Coup de projecteur sur le Brésil : “Le Brésil fait face aux pires sécheresses et inondations"
Après la récession provoquée par la pandémie de covid-19, les risques de pénurie d’eau et de coupures d’énergie compromettent la reprise économique au Brésil
Le 29 mai, le gouvernement brésilien a décrété un “état d’urgence hydrique” jusqu’en septembre pour les états de São Paulo, Paraná, Minas Gerais, Mato Grosso do Sul et Goiás, disposant aujourd’hui de 70% de la capacité de stockage en eau destinée à la production hydroélectrique du pays.
En effet, des épisodes de sécheresse observés de février à avril de cette année, en pleine saison des pluie, ont sévèrement compromis la fourniture en eau, que ce soit pour les besoins domestiques, la production d’électricité, l’agriculture, l’industrie et le transport fluvial, et peuvent avoir un impact direct sur l’économie au même moment où divers organismes prévoient une croissance de près de 5% pour le Brésil en 2021.
New ParagraphCe n’est évidemment pas la première fois que le Brésil est confronté à des pénuries d’eau. Mais aujourd’hui, et bien que 12% de l’eau douce présente sur la planète se trouve en sol brésilien, les problèmes sont radicalement différents selon les régions : En même temps que le Sud-est et le Centre-ouest du pays subissent les conséquences de la sécheresse la plus grave en 91 ans, on voit dans la région Nord des problèmes opposés avec notamment les plus grandes crues depuis 119 ans ayant déjà atteint le Rio Negro, affluent important de l’Amazone.

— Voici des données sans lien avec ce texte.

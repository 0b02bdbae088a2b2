//! Resident-to-category beneficiary assignments.

use serde::{Deserialize, Serialize};

#[derive(Debug, Clone, Serialize, Deserialize, sqlx::FromRow)]
pub struct BeneficiaryAssignment {
    pub assignment_id: String,
    pub resident_id: String,
    pub category_id: String,
    pub is_active: i64,
    pub date_classified: String,
}

#[derive(Debug, Clone, Deserialize)]
pub struct AssignmentRequest {
    pub resident_id: String,
    pub category_id: String,
}
//! Dashboard summary endpoint.

use axum::{extract::State, Json};
use serde::Serialize;
use std::sync::Arc;

use crate::api::auth::Identity;
use crate::api::error::ApiError;
use crate::db::{self, ActivityLogView};
use crate::AppState;

#[derive(Debug, Serialize)]
pub struct DashboardSummary {
    pub total_residents: i64,
    pub active_residents: i64,
    pub total_categories: i64,
    pub total_beneficiaries: i64,
    pub assistance_this_year: i64,
    pub total_assistance_amount: f64,
    pub recent_activities: Vec<ActivityLogView>,
}

/// GET /api/dashboard
pub async fn summary(
    State(state): State<Arc<AppState>>,
    _identity: Identity,
) -> Result<Json<DashboardSummary>, ApiError> {
    let total_residents: i64 = sqlx::query_scalar("SELECT COUNT(*) FROM residents")
        .fetch_one(&state.db)
        .await?;
    let active_residents: i64 =
        sqlx::query_scalar("SELECT COUNT(*) FROM residents WHERE status = 'Active'")
            .fetch_one(&state.db)
            .await?;
    let total_categories: i64 =
        sqlx::query_scalar("SELECT COUNT(*) FROM beneficiary_category WHERE is_active = 1")
            .fetch_one(&state.db)
            .await?;
    let total_beneficiaries: i64 = sqlx::query_scalar(
        "SELECT COUNT(DISTINCT resident_id) FROM resident_beneficiary WHERE is_active = 1",
    )
    .fetch_one(&state.db)
    .await?;
    let assistance_this_year: i64 = sqlx::query_scalar(
        "SELECT COUNT(*) FROM assistance_records WHERE strftime('%Y', date_given) = strftime('%Y', 'now')",
    )
    .fetch_one(&state.db)
    .await?;
    let total_assistance_amount: f64 =
        sqlx::query_scalar("SELECT COALESCE(SUM(amount), 0) FROM assistance_records")
            .fetch_one(&state.db)
            .await?;

    let recent_activities = db::list_recent(&state.db, 15).await?;

    Ok(Json(DashboardSummary {
        total_residents,
        active_residents,
        total_categories,
        total_beneficiaries,
        assistance_this_year,
        total_assistance_amount,
        recent_activities,
    }))
}
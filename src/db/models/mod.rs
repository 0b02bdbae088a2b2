mod assistance;
mod audit;
mod backup;
mod beneficiary;
mod category;
mod resident;
mod user;

pub use assistance::*;
pub use audit::*;
pub use backup::*;
pub use beneficiary::*;
pub use category::*;
pub use resident::*;
pub use user::*;
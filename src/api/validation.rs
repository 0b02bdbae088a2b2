//! Input validation for API requests.
//!
//! Validators return `Result<(), String>`; handlers collect failures into a
//! `ValidationErrorBuilder` from the `error` module so nothing is written
//! when any field is invalid.

use lazy_static::lazy_static;
use regex::Regex;

lazy_static! {
    /// Basic email shape: local part, @, dotted domain
    static ref EMAIL_REGEX: Regex =
        Regex::new(r"^[^@\s]+@[a-zA-Z0-9][-a-zA-Z0-9]*(\.[a-zA-Z0-9][-a-zA-Z0-9]*)+$").unwrap();

    /// Usernames: alphanumeric plus dot/underscore/dash, 3-32 chars
    static ref USERNAME_REGEX: Regex = Regex::new(r"^[a-zA-Z0-9._-]{3,32}$").unwrap();

    /// Calendar dates as YYYY-MM-DD
    static ref DATE_REGEX: Regex = Regex::new(r"^\d{4}-\d{2}-\d{2}$").unwrap();
}

pub fn validate_username(username: &str) -> Result<(), String> {
    if username.is_empty() {
        return Err("Username is required.".to_string());
    }
    if username.len() < 3 {
        return Err("Username must be at least 3 characters long.".to_string());
    }
    if !USERNAME_REGEX.is_match(username) {
        return Err(
            "Username may only contain letters, digits, dot, underscore and dash.".to_string(),
        );
    }
    Ok(())
}

pub fn validate_email(email: &str) -> Result<(), String> {
    if email.is_empty() {
        return Err("Email is required.".to_string());
    }
    if email.len() > 254 || !EMAIL_REGEX.is_match(email) {
        return Err("Invalid email address.".to_string());
    }
    Ok(())
}

pub fn validate_password(password: &str) -> Result<(), String> {
    if password.len() < 8 {
        return Err("Password must be at least 8 characters long.".to_string());
    }
    Ok(())
}

pub fn validate_full_name(name: &str) -> Result<(), String> {
    if name.trim().len() < 2 {
        return Err("Full name is required.".to_string());
    }
    Ok(())
}

/// Validate an optional YYYY-MM-DD date field
pub fn validate_date(date: &Option<String>) -> Result<(), String> {
    if let Some(d) = date {
        if d.is_empty() {
            return Ok(());
        }
        if !DATE_REGEX.is_match(d) {
            return Err("Date must be in YYYY-MM-DD format.".to_string());
        }
        if chrono::NaiveDate::parse_from_str(d, "%Y-%m-%d").is_err() {
            return Err("Invalid calendar date.".to_string());
        }
    }
    Ok(())
}

/// Validate a required YYYY-MM-DD date field
pub fn validate_required_date(date: &str) -> Result<(), String> {
    if date.is_empty() {
        return Err("Date is required.".to_string());
    }
    validate_date(&Some(date.to_string()))
}

/// Validate an optional non-negative monetary amount
pub fn validate_amount(amount: &Option<f64>) -> Result<(), String> {
    if let Some(a) = amount {
        if !a.is_finite() || *a < 0.0 {
            return Err("Amount must be a non-negative number.".to_string());
        }
    }
    Ok(())
}

pub fn validate_required(field_name: &str, value: &str) -> Result<(), String> {
    if value.trim().is_empty() {
        return Err(format!("{} is required.", field_name));
    }
    Ok(())
}
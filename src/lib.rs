pub mod api;
pub mod backup;
pub mod config;
pub mod db;

pub use db::DbPool;

use config::Config;

pub struct AppState {
    pub config: Config,
    pub db: DbPool,
}

impl AppState {
    pub fn new(config: Config, db: DbPool) -> Self {
        Self { config, db }
    }
}
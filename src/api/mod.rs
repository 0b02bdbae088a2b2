//! HTTP API surface.
//!
//! Authentication and CSRF checks live in the `Identity` and `Mutation`
//! extractors, so a route is protected simply by taking one of them.

use axum::{
    routing::{get, post, put},
    Json, Router,
};
use std::sync::Arc;
use tower_http::trace::TraceLayer;

use crate::AppState;

pub mod assistance;
pub mod audit;
pub mod auth;
pub mod authz;
pub mod backups;
pub mod beneficiaries;
pub mod categories;
pub mod dashboard;
pub mod error;
pub mod residents;
pub mod users;
pub mod validation;

async fn health() -> Json<serde_json::Value> {
    Json(serde_json::json!({
        "status": "ok",
        "version": env!("CARGO_PKG_VERSION"),
    }))
}

pub fn create_router(state: Arc<AppState>) -> Router {
    Router::new()
        .route("/health", get(health))
        .route("/api/auth/login", post(auth::login))
        .route("/api/auth/logout", post(auth::logout))
        .route("/api/auth/register", post(auth::register))
        .route("/api/dashboard", get(dashboard::summary))
        .route("/api/activity", get(audit::list_activity))
        .route(
            "/api/residents",
            get(residents::list_residents).post(residents::create_resident),
        )
        .route(
            "/api/residents/:id",
            get(residents::get_resident)
                .put(residents::update_resident)
                .delete(residents::delete_resident),
        )
        .route(
            "/api/residents/:id/categories",
            get(beneficiaries::list_for_resident),
        )
        .route(
            "/api/categories",
            get(categories::list_categories).post(categories::create_category),
        )
        .route(
            "/api/categories/:id",
            get(categories::get_category)
                .put(categories::update_category)
                .delete(categories::delete_category),
        )
        .route(
            "/api/beneficiaries",
            get(beneficiaries::list_classified).post(beneficiaries::assign),
        )
        .route("/api/beneficiaries/:id", axum::routing::delete(beneficiaries::unassign))
        .route(
            "/api/assistance",
            get(assistance::list_records).post(assistance::create_record),
        )
        .route(
            "/api/assistance/:id",
            get(assistance::get_record)
                .put(assistance::update_record)
                .delete(assistance::delete_record),
        )
        .route("/api/users", get(users::list_users))
        .route(
            "/api/users/:id",
            put(users::update_user).delete(users::delete_user),
        )
        .route(
            "/api/backups",
            get(backups::list_backups).post(backups::create_backup),
        )
        .route(
            "/api/backups/:filename",
            axum::routing::delete(backups::delete_backup),
        )
        .route("/api/backups/:filename/download", get(backups::download_backup))
        .route("/api/backups/:filename/restore", post(backups::restore_backup))
        .layer(TraceLayer::new_for_http())
        .with_state(state)
}
//! Role-based authorization checks.
//!
//! Roles are strictly ordered (Staff < Admin < Super Admin) and every check
//! is monotonic: anything permitted at a level is permitted at every higher
//! level. Two exceptions sit on top of the ladder: acting on a Super Admin
//! account requires being a Super Admin, and no account may delete itself.

use crate::api::auth::Identity;
use crate::api::error::ApiError;
use crate::db::Role;

/// Require the actor to hold `required` or a higher role.
pub fn require_role(identity: &Identity, required: Role) -> Result<(), ApiError> {
    if identity.role.satisfies(required) {
        return Ok(());
    }
    tracing::warn!(
        username = %identity.username,
        role = %identity.role.as_str(),
        required = %required.as_str(),
        "Access denied"
    );
    Err(ApiError::forbidden(
        "You do not have permission to perform this action.",
    ))
}

/// May `actor` assign `target` as a role on a new or existing account?
/// Anonymous callers (self-registration) are confined to Staff.
pub fn check_role_assignment(actor: Option<&Identity>, target: Role) -> Result<(), ApiError> {
    match actor {
        None => {
            if target != Role::Staff {
                return Err(ApiError::forbidden(
                    "You do not have permission to assign this role.",
                ));
            }
        }
        Some(actor) => {
            if target == Role::SuperAdmin && actor.role != Role::SuperAdmin {
                return Err(ApiError::forbidden(
                    "Only a Super Admin may assign the Super Admin role.",
                ));
            }
            if target == Role::Admin && !actor.role.satisfies(Role::Admin) {
                return Err(ApiError::forbidden(
                    "You do not have permission to assign this role.",
                ));
            }
        }
    }
    Ok(())
}

/// May `actor` modify or delete the account holding `target_role`?
/// Super Admin accounts are off-limits to everyone below Super Admin.
pub fn check_target_user(actor: &Identity, target_role: Role) -> Result<(), ApiError> {
    if target_role == Role::SuperAdmin && actor.role != Role::SuperAdmin {
        return Err(ApiError::forbidden(
            "Only a Super Admin may manage a Super Admin account.",
        ));
    }
    Ok(())
}

/// Self-deletion is denied for every role, Super Admin included.
pub fn deny_self_delete(actor: &Identity, target_user_id: &str) -> Result<(), ApiError> {
    if actor.user_id == target_user_id {
        return Err(ApiError::forbidden("You cannot delete your own account."));
    }
    Ok(())
}

#[cfg(test)]
mod tests {
    use super::*;

    fn identity(role: Role) -> Identity {
        Identity {
            user_id: "u1".into(),
            username: "tester".into(),
            role,
        }
    }

    #[test]
    fn role_checks_are_monotonic() {
        let ladder = [Role::Staff, Role::Admin, Role::SuperAdmin];
        for (i, actor) in ladder.iter().enumerate() {
            for (j, required) in ladder.iter().enumerate() {
                let ok = require_role(&identity(*actor), *required).is_ok();
                assert_eq!(ok, i >= j, "{:?} vs {:?}", actor, required);
            }
        }
    }

    #[test]
    fn anonymous_assignment_is_staff_only() {
        assert!(check_role_assignment(None, Role::Staff).is_ok());
        assert!(check_role_assignment(None, Role::Admin).is_err());
        assert!(check_role_assignment(None, Role::SuperAdmin).is_err());
    }

    #[test]
    fn only_super_admin_assigns_super_admin() {
        let admin = identity(Role::Admin);
        let superadmin = identity(Role::SuperAdmin);
        assert!(check_role_assignment(Some(&admin), Role::Admin).is_ok());
        assert!(check_role_assignment(Some(&admin), Role::SuperAdmin).is_err());
        assert!(check_role_assignment(Some(&superadmin), Role::SuperAdmin).is_ok());
        // Staff cannot mint Admin
        let staff = identity(Role::Staff);
        assert!(check_role_assignment(Some(&staff), Role::Admin).is_err());
        assert!(check_role_assignment(Some(&staff), Role::Staff).is_ok());
    }

    #[test]
    fn super_admin_target_requires_super_admin_actor() {
        assert!(check_target_user(&identity(Role::Admin), Role::SuperAdmin).is_err());
        assert!(check_target_user(&identity(Role::SuperAdmin), Role::SuperAdmin).is_ok());
        assert!(check_target_user(&identity(Role::Admin), Role::Staff).is_ok());
    }

    #[test]
    fn self_delete_is_always_denied() {
        let actor = identity(Role::SuperAdmin);
        assert!(deny_self_delete(&actor, "u1").is_err());
        assert!(deny_self_delete(&actor, "u2").is_ok());
    }
}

"...lors d’une nouvelle période de sécheresse, les 22 millions d’habitants de la région métropolitaine de São Paulo ont été soumis à des rationnements d’eau."
Déjà en 2001, le manque de précipitations associée à une demande croissante en eau, le peu d’investissements en infrastructure ainsi que le déboisement près des sources ont provoqué des coupures en série et l’instabilité du système de distribution en électricité, ce qui a poussé les autorités à mettre en place un plan rigoureux de rationnement à travers tout le pays. À l’époque, 90% de l’électricité disponible provenait de centrales hydroélectriques.
Afin d’éviter l’effondrement du système, les usagers avaient été forcés à diminuer de 20% leur consommation en électricité pour s’adapter à des tarifs qui avaient explosé. On avait alors débranché les appareils électroménagers, acheté des ampoules à basse consommation et l’industrie s’était lancée dans une course pour adopter des solutions énergétiques alternatives. Enfin, la crise avait débouché sur une période de récession où le taux de croissance était passé de 4,9% en 2000 à 1,4% en 2001.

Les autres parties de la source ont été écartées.